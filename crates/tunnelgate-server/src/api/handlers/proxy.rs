//! Reverse proxy ingress
//!
//! `/proxy/{channel}/{rest}` is forwarded to `rest` on the channel's tunnel
//! port.

use axum::{
    extract::{Request, State},
    response::Response,
};
use std::sync::Arc;
use tracing::{debug, warn};

use crate::api::error::ApiError;
use crate::api::handlers::AppState;

const PROXY_PREFIX: &str = "/proxy/";

/// Split a proxy path into its channel segment and the remainder
fn split_path(path: &str) -> Option<(&str, &str)> {
    let tail = path.strip_prefix(PROXY_PREFIX)?;
    let (channel, rest) = tail.split_once('/').unwrap_or((tail, ""));
    if channel.is_empty() {
        return None;
    }
    Some((channel, rest))
}

/// Forward a request through a channel
///
/// ANY /proxy/{channel}/{*rest}
pub async fn proxy(
    State(state): State<Arc<AppState>>,
    request: Request,
) -> Result<Response, ApiError> {
    let path = request.uri().path().to_string();
    let (channel, rest) =
        split_path(&path).ok_or_else(|| ApiError::NotFound("channel not found".into()))?;

    let channel_id: i64 = channel
        .parse()
        .map_err(|_| ApiError::NotFound(format!("channel {channel} not found")))?;

    let port = state
        .routes
        .resolve(channel_id)
        .await?
        .ok_or_else(|| ApiError::NotFound(format!("channel {channel_id} not found")))?;

    debug!(channel_id = channel_id, port = port, rest = %rest, "Proxying request");

    state
        .forwarder
        .forward(channel, port, rest, request)
        .await
        .map_err(|e| {
            warn!(error = %e, channel_id = channel_id, "Upstream request failed");
            ApiError::from(e)
        })
}
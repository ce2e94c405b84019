//! Tunnelgate Agent
//!
//! Runs on the machine that requests a channel. It:
//! - Mints certificate requests carrying this machine's identity
//! - Accepts the signed channel certificate and verifies it against the
//!   trusted root
//! - Runs the NPS tunnel client (`npc`) with the credentials from the
//!   certificate, restarting it under a bounded budget
//!
//! ## API Endpoints (loopback)
//!
//! - `GET /health` - Liveness check
//! - `GET /npc/check` - Active certificate and tunnel-client status
//! - `GET /npc/csr` - Fresh certificate request
//! - `POST /npc/auth` - Load a signed certificate
//! - `POST /npc/start` - Restart the tunnel client
//! - `POST /npc/stop` - Stop the tunnel client

pub mod api;
pub mod config;
pub mod controller;
pub mod supervisor;

pub use api::create_router;
pub use api::handlers::AgentState;
pub use config::{AgentConfig, ConfigError};
pub use controller::{AgentController, AgentSettings, ControllerError, CredentialSnapshot};
pub use supervisor::{ProcessStatus, Supervisor, SupervisorOptions};
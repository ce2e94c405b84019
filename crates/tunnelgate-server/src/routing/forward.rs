//! Upstream forwarding

use axum::body::Body;
use axum::extract::Request;
use axum::http::{header, HeaderMap, HeaderName, HeaderValue, Method, StatusCode};
use axum::response::Response;
use std::time::Duration;
use thiserror::Error;
use tracing::{debug, info};

use super::rewrite;

const CONNECT_TIMEOUT: Duration = Duration::from_secs(5);

/// Largest request body buffered for forwarding
const MAX_REQUEST_BODY: usize = 64 * 1024 * 1024;

/// Headers that describe one connection and must not be forwarded
const HOP_BY_HOP: [&str; 8] = [
    "connection",
    "keep-alive",
    "proxy-authenticate",
    "proxy-authorization",
    "te",
    "trailer",
    "transfer-encoding",
    "upgrade",
];

/// Errors while talking to a channel backend
#[derive(Debug, Error)]
pub enum ForwardError {
    #[error("upstream request failed: {0}")]
    Upstream(#[from] reqwest::Error),

    #[error("upstream body could not be rewritten: {0}")]
    Rewrite(#[from] std::io::Error),

    #[error("invalid upstream response: {0}")]
    InvalidResponse(String),

    #[error("request body could not be read: {0}")]
    RequestBody(String),
}

/// Forwards proxied requests to `http://{upstream_host}:{port}`
#[derive(Debug, Clone)]
pub struct Forwarder {
    http_client: reqwest::Client,
    upstream_host: String,
}

impl Forwarder {
    /// Forward to backends on `upstream_host`
    pub fn new(upstream_host: impl Into<String>) -> Result<Self, ForwardError> {
        let http_client = reqwest::Client::builder()
            .redirect(reqwest::redirect::Policy::none())
            .no_proxy()
            .connect_timeout(CONNECT_TIMEOUT)
            .build()?;

        Ok(Self {
            http_client,
            upstream_host: upstream_host.into(),
        })
    }

    /// Target URL for `rest` (without leading slash) on `port`
    pub fn target_url(&self, port: u16, rest: &str, query: Option<&str>) -> String {
        let mut url = format!("http://{}:{}/{}", self.upstream_host, port, rest);
        if let Some(query) = query.filter(|q| !q.is_empty()) {
            url.push('?');
            url.push_str(query);
        }
        url
    }

    /// Send the request upstream and build the response for the caller
    ///
    /// HTML bodies (plain or gzip) get the channel base path. Other response
    /// bodies stream through untouched.
    pub async fn forward(
        &self,
        channel: &str,
        port: u16,
        rest: &str,
        request: Request,
    ) -> Result<Response, ForwardError> {
        let (parts, body) = request.into_parts();
        let url = self.target_url(port, rest, parts.uri.query());
        info!(channel = %channel, method = %parts.method, url = %url, "Forwarding request");

        let body = axum::body::to_bytes(body, MAX_REQUEST_BODY)
            .await
            .map_err(|e| ForwardError::RequestBody(e.to_string()))?;

        let is_head = parts.method == Method::HEAD;
        let upstream = self
            .http_client
            .request(parts.method, &url)
            .headers(request_headers(&parts.headers))
            .body(body)
            .send()
            .await?;

        let status = upstream.status();
        let mut response_headers = upstream.headers().clone();
        strip_hop_by_hop(&mut response_headers);

        let content_type = header_str(&response_headers, header::CONTENT_TYPE);
        let encoding = header_str(&response_headers, header::CONTENT_ENCODING).to_ascii_lowercase();
        let rewritable = !is_head
            && rewrite::is_html(&content_type)
            && (encoding.is_empty() || encoding == "identity" || encoding == "gzip");

        let body = if rewritable {
            let raw = upstream.bytes().await?;
            let rewritten = if encoding == "gzip" {
                rewrite::rewrite_gzip_html(&raw, channel)?
            } else {
                rewrite::rewrite_html(&raw, channel)
            };
            debug!(
                channel = %channel,
                before = raw.len(),
                after = rewritten.len(),
                "Rewrote HTML base path"
            );
            response_headers.insert(header::CONTENT_LENGTH, HeaderValue::from(rewritten.len()));
            Body::from(rewritten)
        } else {
            Body::from_stream(upstream.bytes_stream())
        };

        build_response(status, response_headers, body)
    }
}

fn build_response(status: StatusCode, headers: HeaderMap, body: Body) -> Result<Response, ForwardError> {
    let mut response = Response::builder()
        .status(status)
        .body(body)
        .map_err(|e| ForwardError::InvalidResponse(e.to_string()))?;
    *response.headers_mut() = headers;
    Ok(response)
}

fn request_headers(incoming: &HeaderMap) -> HeaderMap {
    let mut headers = incoming.clone();
    headers.remove(header::HOST);
    strip_hop_by_hop(&mut headers);
    headers
}

fn strip_hop_by_hop(headers: &mut HeaderMap) {
    for name in HOP_BY_HOP {
        headers.remove(name);
    }
}

fn header_str(headers: &HeaderMap, name: HeaderName) -> String {
    headers
        .get(name)
        .and_then(|v| v.to_str().ok())
        .unwrap_or_default()
        .to_string()
}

[EXERCISE BRIEF]
From the listing above, collect each line in which the string "failed" appears.

[FINISHED EXERCISE]
            warn!(error = %e, channel_id = channel_id, "Upstream request failed");
    #[error("upstream request failed: {0}")]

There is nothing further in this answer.